In this way, Mary and Christina of Sweden stand side by side in a mysterious parallel: one as queen of heaven, the other as a queen without a crown who finds her spiritual home in Rome. Both are figures of inspiration, both shaping the artistic landscape in which the music in this programme was born.
Giacomo Carissimi (1605–1674), a close artistic reference point for Christina, worked at the Collegio Germanico in Rome. This Jesuit seminary enjoyed an outstanding musical reputation, which Carissimi enhanced still further after his appointment. Composers such as Charpentier and Christoph Bernhard travelled to Rome to study with him. His works bridge the seconda pratica and the emerging forms of the cantata with its arias and recitatives. In pieces such as O dulcissimum Mariae nomen or Salve amor noster, he transforms words into music with daring harmonic turns, paving the way for the High Baroque.

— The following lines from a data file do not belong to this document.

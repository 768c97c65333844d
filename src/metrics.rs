//! Load tester metrics definitions
//!
//! This module centralizes all metric definitions for the load tester, and
//! the [`LoadMetrics`] registry that every component records into.
//!
//! ## Counters
//! - Transactions sent, succeeded, failed
//! - Failure breakdown (sequence collisions, disconnected, reverted, not
//!   mined, abandoned)
//! - Connectivity probe failures
//! - Completed rounds
//!
//! ## Gauges
//! - Pending transactions
//! - Pool size and per-address balances
//! - Gas price, block number, connectivity
//!
//! ## Histograms
//! - Transaction confirmation time

use alloy::primitives::{Address, U256};
use init4_bin_base::deps::metrics::{
    Counter, Gauge, Histogram, counter, describe_counter, describe_gauge, describe_histogram,
    gauge, histogram,
};
use serde::Serialize;
use std::{
    sync::{
        LazyLock,
        atomic::{AtomicBool, AtomicU64, Ordering},
    },
    time::Duration,
};

// -- Transaction Outcomes --
const TX_SENT: &str = "loadtest.tx_sent";
const TX_SENT_HELP: &str = "Number of transaction submission attempts";

const TX_SUCCEEDED: &str = "loadtest.tx_succeeded";
const TX_SUCCEEDED_HELP: &str = "Number of transactions confirmed with a success status";

const TX_FAILED: &str = "loadtest.tx_failed";
const TX_FAILED_HELP: &str = "Number of transactions that failed at submission or confirmation";

const TX_PENDING: &str = "loadtest.tx_pending";
const TX_PENDING_HELP: &str = "Number of transactions awaiting confirmation";

const TX_CONFIRM_TIME_MS: &str = "loadtest.tx_confirm_time_ms";
const TX_CONFIRM_TIME_MS_HELP: &str = "Time from broadcast to confirmation in milliseconds";

// -- Failure Breakdown --
const TX_SEQUENCE_COLLISIONS: &str = "loadtest.tx_sequence_collisions";
const TX_SEQUENCE_COLLISIONS_HELP: &str =
    "Number of submissions rejected because the sender's sequence number was already taken";

const TX_DISCONNECTED: &str = "loadtest.tx_disconnected";
const TX_DISCONNECTED_HELP: &str = "Number of submissions skipped because the endpoint was down";

const TX_REVERTED: &str = "loadtest.tx_reverted";
const TX_REVERTED_HELP: &str = "Number of transactions included with a failed status";

const TX_NOT_MINED: &str = "loadtest.tx_not_mined";
const TX_NOT_MINED_HELP: &str = "Number of transactions that timed out or errored while awaiting a receipt";

const TX_ABANDONED: &str = "loadtest.tx_abandoned";
const TX_ABANDONED_HELP: &str = "Number of confirmation trackers abandoned at shutdown";

// -- Endpoint --
const ACCOUNTS: &str = "loadtest.accounts";
const ACCOUNTS_HELP: &str = "Number of accounts in the identity pool";

const ACCOUNT_BALANCE_WEI: &str = "loadtest.account_balance_wei";
const ACCOUNT_BALANCE_WEI_HELP: &str = "Balance of a pool account in wei";

const GAS_PRICE_GWEI: &str = "loadtest.gas_price_gwei";
const GAS_PRICE_GWEI_HELP: &str = "Current gas price in gwei";

const BLOCK_NUMBER: &str = "loadtest.block_number";
const BLOCK_NUMBER_HELP: &str = "Current block number of the endpoint";

const CONNECTED: &str = "loadtest.connected";
const CONNECTED_HELP: &str = "Connection status (1=connected, 0=disconnected)";

const PROBE_FAILURES: &str = "loadtest.probe_failures";
const PROBE_FAILURES_HELP: &str = "Number of failed connectivity probes";

const ROUNDS: &str = "loadtest.rounds";
const ROUNDS_HELP: &str = "Number of completed batch rounds";

static DESCRIBE: LazyLock<()> = LazyLock::new(|| {
    // Transaction outcomes
    describe_counter!(TX_SENT, TX_SENT_HELP);
    describe_counter!(TX_SUCCEEDED, TX_SUCCEEDED_HELP);
    describe_counter!(TX_FAILED, TX_FAILED_HELP);
    describe_gauge!(TX_PENDING, TX_PENDING_HELP);
    describe_histogram!(TX_CONFIRM_TIME_MS, TX_CONFIRM_TIME_MS_HELP);

    // Failure breakdown
    describe_counter!(TX_SEQUENCE_COLLISIONS, TX_SEQUENCE_COLLISIONS_HELP);
    describe_counter!(TX_DISCONNECTED, TX_DISCONNECTED_HELP);
    describe_counter!(TX_REVERTED, TX_REVERTED_HELP);
    describe_counter!(TX_NOT_MINED, TX_NOT_MINED_HELP);
    describe_counter!(TX_ABANDONED, TX_ABANDONED_HELP);

    // Endpoint
    describe_gauge!(ACCOUNTS, ACCOUNTS_HELP);
    describe_gauge!(ACCOUNT_BALANCE_WEI, ACCOUNT_BALANCE_WEI_HELP);
    describe_gauge!(GAS_PRICE_GWEI, GAS_PRICE_GWEI_HELP);
    describe_gauge!(BLOCK_NUMBER, BLOCK_NUMBER_HELP);
    describe_gauge!(CONNECTED, CONNECTED_HELP);
    describe_counter!(PROBE_FAILURES, PROBE_FAILURES_HELP);
    describe_counter!(ROUNDS, ROUNDS_HELP);
});

// -- Transaction Outcomes --

/// Counter for transaction submission attempts.
pub fn tx_sent() -> Counter {
    LazyLock::force(&DESCRIBE);
    counter!(TX_SENT)
}

/// Counter for transactions that succeeded.
pub fn tx_succeeded() -> Counter {
    LazyLock::force(&DESCRIBE);
    counter!(TX_SUCCEEDED)
}

/// Counter for transactions that failed.
pub fn tx_failed() -> Counter {
    LazyLock::force(&DESCRIBE);
    counter!(TX_FAILED)
}

/// Gauge for transactions awaiting confirmation.
pub fn tx_pending() -> Gauge {
    LazyLock::force(&DESCRIBE);
    gauge!(TX_PENDING)
}

/// Histogram for transaction confirmation time in milliseconds.
pub fn tx_confirm_time_ms() -> Histogram {
    LazyLock::force(&DESCRIBE);
    histogram!(TX_CONFIRM_TIME_MS)
}

// -- Failure Breakdown --

/// Counter for sequence number collisions.
pub fn tx_sequence_collisions() -> Counter {
    LazyLock::force(&DESCRIBE);
    counter!(TX_SEQUENCE_COLLISIONS)
}

/// Counter for submissions skipped while disconnected.
pub fn tx_disconnected() -> Counter {
    LazyLock::force(&DESCRIBE);
    counter!(TX_DISCONNECTED)
}

/// Counter for transactions that reverted.
pub fn tx_reverted() -> Counter {
    LazyLock::force(&DESCRIBE);
    counter!(TX_REVERTED)
}

/// Counter for transactions that were never confirmed.
pub fn tx_not_mined() -> Counter {
    LazyLock::force(&DESCRIBE);
    counter!(TX_NOT_MINED)
}

/// Counter for trackers abandoned at shutdown.
pub fn tx_abandoned() -> Counter {
    LazyLock::force(&DESCRIBE);
    counter!(TX_ABANDONED)
}

// -- Endpoint --

/// Gauge for the identity pool size.
pub fn accounts() -> Gauge {
    LazyLock::force(&DESCRIBE);
    gauge!(ACCOUNTS)
}

/// Gauge for the balance of one pool account.
pub fn account_balance_wei(address: Address) -> Gauge {
    LazyLock::force(&DESCRIBE);
    gauge!(ACCOUNT_BALANCE_WEI, "address" => address.to_string())
}

/// Gauge for the gas price in gwei.
pub fn gas_price_gwei() -> Gauge {
    LazyLock::force(&DESCRIBE);
    gauge!(GAS_PRICE_GWEI)
}

/// Gauge for the endpoint's block number.
pub fn block_number() -> Gauge {
    LazyLock::force(&DESCRIBE);
    gauge!(BLOCK_NUMBER)
}

/// Gauge for connectivity.
pub fn connected() -> Gauge {
    LazyLock::force(&DESCRIBE);
    gauge!(CONNECTED)
}

/// Counter for failed connectivity probes.
pub fn probe_failures() -> Counter {
    LazyLock::force(&DESCRIBE);
    counter!(PROBE_FAILURES)
}

/// Counter for completed rounds.
pub fn rounds() -> Counter {
    LazyLock::force(&DESCRIBE);
    counter!(ROUNDS)
}

/// A point-in-time copy of the [`LoadMetrics`] counters.
#[derive(Debug, Clone, Copy, Default, PartialEq, Eq, Serialize)]
pub struct MetricsSnapshot {
    /// Submission attempts.
    pub sent: u64,
    /// Confirmed successes.
    pub succeeded: u64,
    /// Failures of any kind.
    pub failed: u64,
    /// Sequence number collisions, included in `failed`.
    pub collisions: u64,
    /// Submissions skipped while disconnected, included in `failed`.
    pub disconnected: u64,
    /// Trackers abandoned at shutdown, included in `failed`.
    pub abandoned: u64,
    /// Failed connectivity probes.
    pub probe_failures: u64,
    /// Whether the last connectivity probe succeeded.
    pub connected: bool,
}

impl MetricsSnapshot {
    /// Number of sends that have not yet resolved to a success or failure.
    pub const fn unresolved(&self) -> u64 {
        self.sent.saturating_sub(self.succeeded + self.failed)
    }
}

/// Process-wide metrics registry.
///
/// Every record goes to the `metrics` facade, and counters are mirrored into
/// local atomics so the run can be inspected without a recorder installed.
#[derive(Debug, Default)]
pub struct LoadMetrics {
    sent: AtomicU64,
    succeeded: AtomicU64,
    failed: AtomicU64,
    collisions: AtomicU64,
    disconnected: AtomicU64,
    abandoned: AtomicU64,
    probe_failures: AtomicU64,
    connected: AtomicBool,
}

impl LoadMetrics {
    /// Create an empty registry.
    pub fn new() -> Self {
        Self::default()
    }

    /// Record a submission attempt.
    pub fn record_sent(&self) {
        self.sent.fetch_add(1, Ordering::Relaxed);
        tx_sent().increment(1);
    }

    /// Record a confirmed success and its confirmation latency.
    pub fn record_succeeded(&self, latency: Duration) {
        self.succeeded.fetch_add(1, Ordering::Relaxed);
        tx_succeeded().increment(1);
        tx_confirm_time_ms().record(latency.as_millis() as f64);
    }

    /// Record a failure of any kind.
    pub fn record_failed(&self) {
        self.failed.fetch_add(1, Ordering::Relaxed);
        tx_failed().increment(1);
    }

    /// Record a sequence number collision. Does not count the failure itself.
    pub fn record_collision(&self) {
        self.collisions.fetch_add(1, Ordering::Relaxed);
        tx_sequence_collisions().increment(1);
    }

    /// Record a submission skipped while disconnected. Does not count the
    /// failure itself.
    pub fn record_disconnected(&self) {
        self.disconnected.fetch_add(1, Ordering::Relaxed);
        tx_disconnected().increment(1);
    }

    /// Record a reverted transaction. Does not count the failure itself.
    pub fn record_reverted(&self) {
        tx_reverted().increment(1);
    }

    /// Record a transaction that was never confirmed. Does not count the
    /// failure itself.
    pub fn record_not_mined(&self) {
        tx_not_mined().increment(1);
    }

    /// Record an abandoned tracker. Does not count the failure itself.
    pub fn record_abandoned(&self) {
        self.abandoned.fetch_add(1, Ordering::Relaxed);
        tx_abandoned().increment(1);
    }

    /// Record the outcome of a connectivity probe.
    pub fn set_connected(&self, up: bool) {
        self.connected.store(up, Ordering::Relaxed);
        connected().set(if up { 1.0 } else { 0.0 });
        if !up {
            self.probe_failures.fetch_add(1, Ordering::Relaxed);
            probe_failures().increment(1);
        }
    }

    /// Whether the last connectivity probe succeeded.
    pub fn is_connected(&self) -> bool {
        self.connected.load(Ordering::Relaxed)
    }

    /// Record the identity pool size.
    pub fn set_pool_size(&self, size: usize) {
        accounts().set(size as f64);
    }

    /// Record the gas price.
    pub fn set_gas_price(&self, wei: u128) {
        gas_price_gwei().set(crate::utils::wei_to_gwei(wei));
    }

    /// Record the block number.
    pub fn set_block_number(&self, number: u64) {
        block_number().set(number as f64);
    }

    /// Record the balance of a pool account.
    pub fn set_balance(&self, address: Address, balance: U256) {
        account_balance_wei(address).set(crate::utils::u256_to_f64(balance));
    }

    /// Record a completed round.
    pub fn record_round(&self) {
        rounds().increment(1);
    }

    /// Copy the current counters.
    pub fn snapshot(&self) -> MetricsSnapshot {
        MetricsSnapshot {
            sent: self.sent.load(Ordering::Relaxed),
            succeeded: self.succeeded.load(Ordering::Relaxed),
            failed: self.failed.load(Ordering::Relaxed),
            collisions: self.collisions.load(Ordering::Relaxed),
            disconnected: self.disconnected.load(Ordering::Relaxed),
            abandoned: self.abandoned.load(Ordering::Relaxed),
            probe_failures: self.probe_failures.load(Ordering::Relaxed),
            connected: self.connected.load(Ordering::Relaxed),
        }
    }
}

#[cfg(test)]
mod tests {
    use super::*;
    use std::sync::Arc;

    #[test]
    fn breakdown_counters_do_not_double_count() {
        let metrics = LoadMetrics::new();
        metrics.record_sent();
        metrics.record_collision();
        metrics.record_failed();
        metrics.record_sent();
        metrics.record_succeeded(Duration::from_millis(40));

        let snapshot = metrics.snapshot();
        assert_eq!(snapshot.sent, 2);
        assert_eq!(snapshot.failed, 1);
        assert_eq!(snapshot.succeeded, 1);
        assert_eq!(snapshot.collisions, 1);
        assert_eq!(snapshot.unresolved(), 0);
    }

    #[test]
    fn probe_failures_follow_connectivity() {
        let metrics = LoadMetrics::new();
        metrics.set_connected(true);
        metrics.set_connected(false);
        metrics.set_connected(false);
        assert!(!metrics.is_connected());
        assert_eq!(metrics.snapshot().probe_failures, 2);
    }

    #[test]
    fn concurrent_increments_are_not_lost() {
        let metrics = Arc::new(LoadMetrics::new());
        let handles: Vec<_> = (0..8)
            .map(|_| {
                let metrics = metrics.clone();
                std::thread::spawn(move || {
                    for _ in 0..1000 {
                        metrics.record_sent();
                        metrics.record_failed();
                    }
                })
            })
            .collect();
        for handle in handles {
            handle.join().unwrap();
        }

        let snapshot = metrics.snapshot();
        assert_eq!(snapshot.sent, 8000);
        assert_eq!(snapshot.failed, 8000);
    }
}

Slightly younger but within the same tradition, Alessandro Melani (1639–1703) is already firmly rooted in the High Baroque. His music is marked by clear text declamation and melodic inventiveness, as heard in his motet Quae est ista. Melani served as chapel master at Rome's great basilica of S. Maria Maggiore. Alongside sacred works he also composed operas performed in Christina's presence. Though fewer of his works are known today, in his lifetime Melani was a prolific and highly esteemed composer with strong ties to Europe's princely courts.
As patron, Christina also supported Alessandro Stradella (1643–1682) generously, even providing the plot for a serenata that he set to music. His turbulent life, filled with intrigues, affairs, and flight, later inspired at least four operas. This passion and restlessness resonate in his compositions. His Ave Regina caelorum unfolds like a small sacred drama: full of contrasts, tension, and expressive turns. Stradella shows how Marian music could be imbued with theatrical intensity without losing its spiritual depth.

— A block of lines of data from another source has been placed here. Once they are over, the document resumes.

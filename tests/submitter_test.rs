use alloy::primitives::U256;
use load_tester::{
    constants::COLLISION_WINDOW,
    identity::Identity,
    metrics::LoadMetrics,
    pending::PendingSet,
    tasks::{
        confirm::{ConfirmationTracker, TrackerSet},
        health::HealthMonitor,
        submit::{SenderThrottle, SubmitError, Submitter, TransferParams},
    },
    test_utils::{MOCK_CHAIN_ID, MockRpc, setup_logging},
};
use std::{sync::Arc, time::Duration};
use tokio_util::sync::CancellationToken;

struct Harness {
    rpc: Arc<MockRpc>,
    metrics: Arc<LoadMetrics>,
    pending: Arc<PendingSet>,
    submitter: Submitter<MockRpc>,
    trackers: TrackerSet,
    cancel: CancellationToken,
}

impl Harness {
    fn new(rpc: MockRpc) -> Self {
        setup_logging();
        let rpc = Arc::new(rpc.with_confirm_latency(Duration::from_millis(5)));
        let metrics = Arc::new(LoadMetrics::new());
        let pending = Arc::new(PendingSet::new());
        let health = HealthMonitor::new(rpc.clone(), metrics.clone());
        let tracker = ConfirmationTracker::new(rpc.clone(), metrics.clone(), pending.clone());
        let cancel = CancellationToken::new();
        let submitter = Submitter::new(
            rpc.clone(),
            metrics.clone(),
            health,
            tracker,
            TransferParams { chain_id: MOCK_CHAIN_ID, value: U256::from(1_000), gas_limit: 21_000 },
            cancel.clone(),
        );
        Self { rpc, metrics, pending, submitter, trackers: TrackerSet::new(), cancel }
    }

    fn throttle(&self) -> SenderThrottle {
        SenderThrottle::new()
    }
}

#[tokio::test]
async fn successful_submission_is_tracked() {
    let mut h = Harness::new(MockRpc::new());
    let (sender, receiver) = (Identity::random(), Identity::random());
    let mut throttle = h.throttle();

    let handle = h.submitter.submit(&sender, &receiver, &mut throttle, &mut h.trackers).await.unwrap();
    assert_eq!(handle.sender, sender.address());
    assert!(h.pending.contains(&handle.tx_hash));

    h.trackers.drain(Duration::from_secs(5)).await;
    assert!(h.pending.is_empty());

    let snapshot = h.metrics.snapshot();
    assert_eq!(snapshot.sent, 1);
    assert_eq!(snapshot.succeeded, 1);
    assert_eq!(snapshot.failed, 0);
}

#[tokio::test]
async fn same_sender_is_spaced_by_the_collision_window() {
    let mut h = Harness::new(MockRpc::new());
    let (sender, receiver) = (Identity::random(), Identity::random());
    let mut throttle = h.throttle();

    for _ in 0..3 {
        h.submitter.submit(&sender, &receiver, &mut throttle, &mut h.trackers).await.unwrap();
    }

    let attempts = h.rpc.attempts();
    assert_eq!(attempts.len(), 3);
    for pair in attempts.windows(2) {
        assert!(pair[1].at.duration_since(pair[0].at) >= COLLISION_WINDOW);
        assert_eq!(pair[1].nonce, pair[0].nonce + 1);
    }
    h.trackers.drain(Duration::from_secs(5)).await;
    assert_eq!(h.metrics.snapshot().succeeded, 3);
}

#[tokio::test]
async fn collision_window_runs_from_dispatch() {
    // the first sequence number lookup is slow, the second is instant
    let mut h = Harness::new(MockRpc::new().with_nonce_delays([Duration::from_millis(90)]));
    let (sender, receiver) = (Identity::random(), Identity::random());
    let mut throttle = h.throttle();

    h.submitter.submit(&sender, &receiver, &mut throttle, &mut h.trackers).await.unwrap();
    h.submitter.submit(&sender, &receiver, &mut throttle, &mut h.trackers).await.unwrap();

    let attempts = h.rpc.attempts();
    assert_eq!(attempts.len(), 2);
    assert!(attempts[1].at.duration_since(attempts[0].at) >= COLLISION_WINDOW);
    h.trackers.drain(Duration::from_secs(5)).await;
}

#[tokio::test]
async fn stalled_endpoint_yields_to_cancellation() {
    let mut h = Harness::new(MockRpc::new());
    h.rpc.stall_gas_price();
    let (sender, receiver) = (Identity::random(), Identity::random());
    let mut throttle = h.throttle();

    let cancel = h.cancel.clone();
    tokio::spawn(async move {
        tokio::time::sleep(Duration::from_millis(50)).await;
        cancel.cancel();
    });

    let err = tokio::time::timeout(
        Duration::from_secs(5),
        h.submitter.submit(&sender, &receiver, &mut throttle, &mut h.trackers),
    )
    .await
    .unwrap()
    .unwrap_err();
    assert!(matches!(err, SubmitError::Cancelled));
    assert!(h.rpc.attempts().is_empty());
    assert_eq!(h.metrics.snapshot().sent, 0);
}

#[tokio::test]
async fn other_senders_are_not_held_back() {
    let mut h = Harness::new(MockRpc::new());
    let (a, b, receiver) = (Identity::random(), Identity::random(), Identity::random());
    let mut throttle = h.throttle();

    h.submitter.submit(&a, &receiver, &mut throttle, &mut h.trackers).await.unwrap();
    h.submitter.submit(&b, &receiver, &mut throttle, &mut h.trackers).await.unwrap();

    let attempts = h.rpc.attempts();
    assert!(attempts[1].at.duration_since(attempts[0].at) < COLLISION_WINDOW);
    h.trackers.drain(Duration::from_secs(5)).await;
}

#[tokio::test]
async fn taken_sequence_number_is_a_collision() {
    let mut h = Harness::new(MockRpc::new());
    let (sender, receiver) = (Identity::random(), Identity::random());
    let mut throttle = h.throttle();
    h.rpc.collide_next(sender.address());

    let err = h
        .submitter
        .submit(&sender, &receiver, &mut throttle, &mut h.trackers)
        .await
        .unwrap_err();
    assert!(err.is_collision());
    assert!(matches!(err, SubmitError::SequenceCollision { nonce: 0, .. }));
    assert!(h.trackers.is_empty());
    assert!(h.pending.is_empty());

    let snapshot = h.metrics.snapshot();
    assert_eq!(snapshot.sent, 1);
    assert_eq!(snapshot.failed, 1);
    assert_eq!(snapshot.collisions, 1);
}

#[tokio::test]
async fn rejected_sender_is_not_a_collision() {
    let mut h = Harness::new(MockRpc::new());
    let (sender, receiver) = (Identity::random(), Identity::random());
    let mut throttle = h.throttle();
    h.rpc.fail_sender(sender.address());

    let err = h
        .submitter
        .submit(&sender, &receiver, &mut throttle, &mut h.trackers)
        .await
        .unwrap_err();
    assert!(matches!(err, SubmitError::Submission(ref e) if e.is_rejection()));
    assert!(h.pending.is_empty());

    let snapshot = h.metrics.snapshot();
    assert_eq!(snapshot.sent, 1);
    assert_eq!(snapshot.failed, 1);
    assert_eq!(snapshot.collisions, 0);
}

#[tokio::test]
async fn disconnected_endpoint_skips_submission() {
    let mut h = Harness::new(MockRpc::new().with_probe_script([false]));
    let (sender, receiver) = (Identity::random(), Identity::random());
    let mut throttle = h.throttle();

    let err = h
        .submitter
        .submit(&sender, &receiver, &mut throttle, &mut h.trackers)
        .await
        .unwrap_err();
    assert!(matches!(err, SubmitError::Disconnected));
    assert!(h.rpc.attempts().is_empty());

    let snapshot = h.metrics.snapshot();
    assert_eq!(snapshot.sent, 1);
    assert_eq!(snapshot.failed, 1);
    assert_eq!(snapshot.disconnected, 1);
    assert!(!snapshot.connected);
}

#[tokio::test]
async fn cancellation_before_dispatch_is_not_counted() {
    let mut h = Harness::new(MockRpc::new());
    let (sender, receiver) = (Identity::random(), Identity::random());
    let mut throttle = h.throttle();

    h.submitter.submit(&sender, &receiver, &mut throttle, &mut h.trackers).await.unwrap();
    h.cancel.cancel();

    let err = h
        .submitter
        .submit(&sender, &receiver, &mut throttle, &mut h.trackers)
        .await
        .unwrap_err();
    assert!(matches!(err, SubmitError::Cancelled));
    assert_eq!(h.rpc.attempts().len(), 1);

    h.trackers.drain(Duration::from_secs(5)).await;
    let snapshot = h.metrics.snapshot();
    assert_eq!(snapshot.sent, 1);
    assert_eq!(snapshot.failed, 0);
    assert_eq!(snapshot.unresolved(), 0);
}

Bernardo Pasquini (1637–1710) was celebrated as one of the most brilliant musicians of his age – renowned as harpsichordist, organist, and composer. His variations dedicated to the diplomat Kaunitz are refined and witty musical games of themes and figures. But his œuvre also includes operas and sacred vocal music that won him great recognition in 1670s and '80s Rome. He was admitted to the Accademia dell'Arcadia, a society of poets and thinkers devoted to the fine arts – founded, unsurprisingly, by Christina of Sweden. Like Melani, and later Scarlatti, Pasquini also served as organist at S. Maria Maggiore.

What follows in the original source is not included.